I am still a very confident person in social situations. It doesn't affect my
normal adult life. In middle school it was an issue, but I've learned to
control it as I got older.

Reflecting on it now, I stutter more often when I'm with people I'm most
comfortable with. Family especially, close friends, girlfriend, etc. Perhaps
because my 'speech guard' is completely down. But really isn't much at all, if
any.

Interviewing for the current job I have now taught me a lesson in humility. I
was speaking fast, my brain was racing and it brought out the worst I've
spoken in a long time. I was embarrassed because I just couldn't seem to
recover, but determined not to show it. I apologized, regardless. Staying calm
and collected has always been the key for me.

------
DoubleGlazing
I grew up with a Rhotacism, I pronounced my Rs like Ws.

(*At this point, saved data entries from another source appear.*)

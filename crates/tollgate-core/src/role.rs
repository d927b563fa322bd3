//! Role names.
//!
//! Roles are plain strings carried in tokens. The role gate compares them for
//! equality only; there is no hierarchy between roles.

/// Role assigned to self-registered accounts.
pub const USER: &str = "user";

/// Role required by the administrative endpoints.
pub const ADMIN: &str = "admin";

/// Returns `true` if `role` is one of the known role names.
#[must_use]
pub fn is_known(role: &str) -> bool {
    matches!(role, USER | ADMIN)
}
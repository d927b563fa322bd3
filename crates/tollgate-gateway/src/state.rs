//! Gateway application state.
//!
//! This module defines the shared state that is available to all request handlers.

use std::sync::Arc;

use tollgate_accounts::AccountService;
use tollgate_auth::{SecurityService, TokenService};

use crate::config::GatewayConfig;

/// Shared application state for the gateway.
///
/// This struct holds references to all services needed by the HTTP handlers
/// and middleware.
pub struct GatewayState<A>
where
    A: AccountService,
{
    /// Account operations.
    pub accounts: Arc<A>,
    /// Timestamp, nonce and signature checks.
    pub security: Arc<dyn SecurityService>,
    /// Access token validation for the auth middleware.
    pub tokens: Arc<dyn TokenService>,
    /// Gateway configuration.
    pub config: GatewayConfig,
}

impl<A> GatewayState<A>
where
    A: AccountService,
{
    /// Create a new gateway state.
    #[must_use]
    pub fn new(
        accounts: Arc<A>,
        security: Arc<dyn SecurityService>,
        tokens: Arc<dyn TokenService>,
        config: GatewayConfig,
    ) -> Self {
        Self {
            accounts,
            security,
            tokens,
            config,
        }
    }
}

impl<A> Clone for GatewayState<A>
where
    A: AccountService,
{
    fn clone(&self) -> Self {
        Self {
            accounts: Arc::clone(&self.accounts),
            security: Arc::clone(&self.security),
            tokens: Arc::clone(&self.tokens),
            config: self.config.clone(),
        }
    }
}
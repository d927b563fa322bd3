//! `RocksDB` storage implementation.
//!
//! This module provides the `RocksStore` implementation of the `Store` trait.

use std::path::Path;
use std::sync::Arc;

use parking_lot::Mutex;
use rocksdb::{
    BoundColumnFamily, ColumnFamilyDescriptor, DBWithThreadMode, MultiThreaded, Options,
    WriteBatch,
};
use tollgate_core::UserId;

use crate::error::{Result, StoreError};
use crate::keys;
use crate::schema::{all_column_families, cf};
use crate::types::User;
use crate::Store;

/// RocksDB-backed storage implementation.
pub struct RocksStore {
    db: Arc<DBWithThreadMode<MultiThreaded>>,
    /// Serializes writers so index uniqueness checks and writes are atomic.
    write_lock: Mutex<()>,
}

impl RocksStore {
    /// Open or create a `RocksDB` database at the given path.
    ///
    /// # Errors
    ///
    /// Returns an error if the database cannot be opened or created.
    pub fn open<P: AsRef<Path>>(path: P) -> Result<Self> {
        let mut opts = Options::default();
        opts.create_if_missing(true);
        opts.create_missing_column_families(true);

        let cf_descriptors: Vec<_> = all_column_families()
            .into_iter()
            .map(|name| ColumnFamilyDescriptor::new(name, Options::default()))
            .collect();

        let db = DBWithThreadMode::open_cf_descriptors(&opts, path, cf_descriptors)
            .map_err(|e| StoreError::Database(e.to_string()))?;

        Ok(Self {
            db: Arc::new(db),
            write_lock: Mutex::new(()),
        })
    }

    /// Get a column family handle.
    fn cf(&self, name: &str) -> Result<Arc<BoundColumnFamily<'_>>> {
        self.db
            .cf_handle(name)
            .ok_or_else(|| StoreError::Database(format!("column family not found: {name}")))
    }

    /// Serialize a value using CBOR.
    fn serialize<T: serde::Serialize>(value: &T) -> Result<Vec<u8>> {
        let mut buf = Vec::new();
        ciborium::into_writer(value, &mut buf)
            .map_err(|e| StoreError::Serialization(e.to_string()))?;
        Ok(buf)
    }

    /// Deserialize a value from CBOR.
    fn deserialize<T: serde::de::DeserializeOwned>(data: &[u8]) -> Result<T> {
        ciborium::from_reader(data).map_err(|e| StoreError::Serialization(e.to_string()))
    }

    /// Resolve an index entry to the user ID it points at.
    fn lookup_index(&self, cf_name: &str, key: &[u8]) -> Result<Option<UserId>> {
        let cf = self.cf(cf_name)?;
        let value = self
            .db
            .get_cf(&cf, key)
            .map_err(|e| StoreError::Database(e.to_string()))?;

        match value {
            Some(bytes) => keys::decode_user_id(&bytes)
                .map(Some)
                .ok_or_else(|| StoreError::Serialization(format!("corrupt index in {cf_name}"))),
            None => Ok(None),
        }
    }

    /// Fail if `key` in the given index belongs to a user other than `owner`.
    fn check_unique(
        &self,
        cf_name: &str,
        key: &[u8],
        owner: &UserId,
        conflict: fn() -> StoreError,
    ) -> Result<()> {
        match self.lookup_index(cf_name, key)? {
            Some(existing) if existing != *owner => Err(conflict()),
            _ => Ok(()),
        }
    }

    /// Overwrite `old` with `user`, moving index entries. Caller holds `write_lock`.
    fn replace_locked(&self, old: &User, user: &User) -> Result<()> {
        let cf_users = self.cf(cf::USERS)?;
        let cf_by_email = self.cf(cf::USERS_BY_EMAIL)?;
        let cf_by_username = self.cf(cf::USERS_BY_USERNAME)?;

        let user_key = keys::user_key(&user.user_id);
        let email_key = keys::email_key(&user.email);
        let username_key = keys::username_key(&user.username);
        let value = Self::serialize(user)?;

        self.check_unique(cf::USERS_BY_EMAIL, &email_key, &user.user_id, || {
            StoreError::EmailTaken
        })?;
        self.check_unique(cf::USERS_BY_USERNAME, &username_key, &user.user_id, || {
            StoreError::UsernameTaken
        })?;

        let mut batch = WriteBatch::default();
        batch.put_cf(&cf_users, &user_key, &value);

        // Move index entries if the indexed values changed
        let old_email_key = keys::email_key(&old.email);
        if old_email_key != email_key {
            batch.delete_cf(&cf_by_email, &old_email_key);
        }
        batch.put_cf(&cf_by_email, &email_key, &user_key);

        let old_username_key = keys::username_key(&old.username);
        if old_username_key != username_key {
            batch.delete_cf(&cf_by_username, &old_username_key);
        }
        batch.put_cf(&cf_by_username, &username_key, &user_key);

        self.db
            .write(batch)
            .map_err(|e| StoreError::Database(e.to_string()))
    }
}

impl Store for RocksStore {
    // =========================================================================
    // User Operations
    // =========================================================================

    fn insert_user(&self, user: &User) -> Result<()> {
        let cf_users = self.cf(cf::USERS)?;
        let cf_by_email = self.cf(cf::USERS_BY_EMAIL)?;
        let cf_by_username = self.cf(cf::USERS_BY_USERNAME)?;

        let user_key = keys::user_key(&user.user_id);
        let email_key = keys::email_key(&user.email);
        let username_key = keys::username_key(&user.username);
        let value = Self::serialize(user)?;

        let _guard = self.write_lock.lock();

        if self.lookup_index(cf::USERS_BY_EMAIL, &email_key)?.is_some() {
            return Err(StoreError::EmailTaken);
        }
        if self
            .lookup_index(cf::USERS_BY_USERNAME, &username_key)?
            .is_some()
        {
            return Err(StoreError::UsernameTaken);
        }

        let mut batch = WriteBatch::default();
        batch.put_cf(&cf_users, &user_key, &value);
        batch.put_cf(&cf_by_email, &email_key, &user_key);
        batch.put_cf(&cf_by_username, &username_key, &user_key);

        self.db
            .write(batch)
            .map_err(|e| StoreError::Database(e.to_string()))?;

        Ok(())
    }

    fn put_user(&self, user: &User) -> Result<()> {
        let _guard = self.write_lock.lock();

        let old = self.get_user(&user.user_id)?.ok_or(StoreError::NotFound)?;
        self.replace_locked(&old, user)
    }

    fn update_user<F, E>(&self, user_id: &UserId, apply: F) -> std::result::Result<User, E>
    where
        F: FnOnce(&mut User) -> std::result::Result<(), E>,
        E: From<StoreError>,
    {
        let _guard = self.write_lock.lock();

        let old = self.get_user(user_id)?.ok_or(StoreError::NotFound)?;
        let mut user = old.clone();
        apply(&mut user)?;

        self.replace_locked(&old, &user)?;
        Ok(user)
    }

    fn get_user(&self, user_id: &UserId) -> Result<Option<User>> {
        let cf = self.cf(cf::USERS)?;
        let key = keys::user_key(user_id);

        self.db
            .get_cf(&cf, key)
            .map_err(|e| StoreError::Database(e.to_string()))?
            .map(|data| Self::deserialize(&data))
            .transpose()
    }

    fn get_user_by_email(&self, email: &str) -> Result<Option<User>> {
        match self.lookup_index(cf::USERS_BY_EMAIL, &keys::email_key(email))? {
            Some(user_id) => self.get_user(&user_id),
            None => Ok(None),
        }
    }

    fn get_user_by_username(&self, username: &str) -> Result<Option<User>> {
        match self.lookup_index(cf::USERS_BY_USERNAME, &keys::username_key(username))? {
            Some(user_id) => self.get_user(&user_id),
            None => Ok(None),
        }
    }

    fn delete_user(&self, user_id: &UserId) -> Result<()> {
        let cf_users = self.cf(cf::USERS)?;
        let cf_by_email = self.cf(cf::USERS_BY_EMAIL)?;
        let cf_by_username = self.cf(cf::USERS_BY_USERNAME)?;

        let _guard = self.write_lock.lock();

        let user = self.get_user(user_id)?.ok_or(StoreError::NotFound)?;

        let mut batch = WriteBatch::default();
        batch.delete_cf(&cf_users, keys::user_key(user_id));
        batch.delete_cf(&cf_by_email, keys::email_key(&user.email));
        batch.delete_cf(&cf_by_username, keys::username_key(&user.username));

        self.db
            .write(batch)
            .map_err(|e| StoreError::Database(e.to_string()))?;

        Ok(())
    }
}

For me the biggest issue was bullying. My first name is Robert, so I became
known as Wobert. What also didn't help was that I was born in England and
moved to Northern Ireland in the mid-80s. My non-rhotic English accent made me
a target for bullying like you wouldn't believe.

I spent my teenage years working on fixing it by myself. Just sitting
practicing my speech. Eventually I lost my English accent and sort-of fixed my
rhotacism. I say sort-of my Rs sound like Rs, but they ae very flat and I
can't roll them at all.

Occasionally I'll mispronounce an R as a W, but usually that only happens when
I'm tired or very distracted.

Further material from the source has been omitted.